Epithelioid Sarcoma of the Forearm Arising from Perineural Sheath of Median Nerve Mimicking Carpal Tunnel Syndrome
We report here a case of epithelioid sarcoma in the forearm of a 33-year-old male presenting with symptoms and signs of carpal tunnel syndrome originating from the direct involvement of the median nerve. Due to the slow growing of the tumor, the patient noticed the presence of tumor mass in his forearm after several months from the initial onset of the symptoms. Magnetic resonance imaging showed an cm mass involving the median nerve in the middle part of the forearm, and histological analysis of the biopsy specimen revealed the diagnosis of epithelioid sarcoma. Radical surgical resection was performed in conjunction with adjuvant chemotherapy. The function of the flexors were restored by the multiple tendon transfers (; ; ; ) with superficial cutaneous branch of radial nerve transfer to the resected median nerve. The function of the affected hand showed excellent with the DASH disability/symptom score of 22.5, and both the grasp power and sensory of the median nerve area has recovered up to 50% of the normal side. The patient returned to his original vocation and alive with continuous disease free at 3.5-year follow-up since initial treatment.
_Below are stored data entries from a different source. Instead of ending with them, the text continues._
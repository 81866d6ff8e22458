//! Token-authenticated callback server built on the lifecycle controller.

mod callback;
mod tokens;
mod transport;

pub use callback::{CallbackServer, CallbackServerBuilder, ConnectionInfo};
pub use tokens::{Clock, ManualClock, SystemClock, Token, TokenStore, TOKEN_BYTES};
pub use transport::{
    is_closed_conn_error, AcceptLoop, AcceptLoopFactory, ConnectionHandler, RejectAllHandler,
    Transport, TransportFactory,
};

#[cfg(test)]
mod tests;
Epithelioid sarcoma (ES) is a rare distinctive soft tissue neoplasm with a predilection for the distal part of extremities, more often in upper than lower extremities, involving the subcutaneous tissue, tendon and fascia, and more often occurring in young adults and in the male than female [1–3]. It mostly presents as superficial nodules or ulcers; however deep-seated lesions can occur rarely. Although the clinical presentations are varying with a variety of physical-radiological features , it is extremely uncommon that ES involves the deep nerves [5, 6]. The initial treatment should be considered in a way of an aggressive wide resection with radical margins, sometimes in association with chemo- and radiotherapy . It often recurs locally and also metastasizes usually in a few years time span preferably to the lung and sometimes to the lymph node. The reported long-term survival rates are around 50–60% .
We report a case of ES in the forearm presenting median nerve palsy as carpal tunnel syndrome clinically, and being treated by initial surgery in a form of radical resection of the bulk of tumor with finger flexors and median nerve as well. We describe the results of successful restoration of the finger flexors and median nerve function with multiple tendon transfers and nerve transfer from radial superficial cutaneous nerve branch after the radical resection of the tumor located in the forearm.
2. Case Report
A 33-year-old male presented with complaints of progressive sensory disturbance in median nerve area on his right hand since the Spring of 2005, and consulted a doctor in a district hospital then. Initial clinical assessment was the carpal tunnel syndrome, and he was conservatively treated with medication for a while with a wrist brace. However, median nerve palsy gradually progressed with weakening of opponens pollicis and abductor pollicis brevis muscles.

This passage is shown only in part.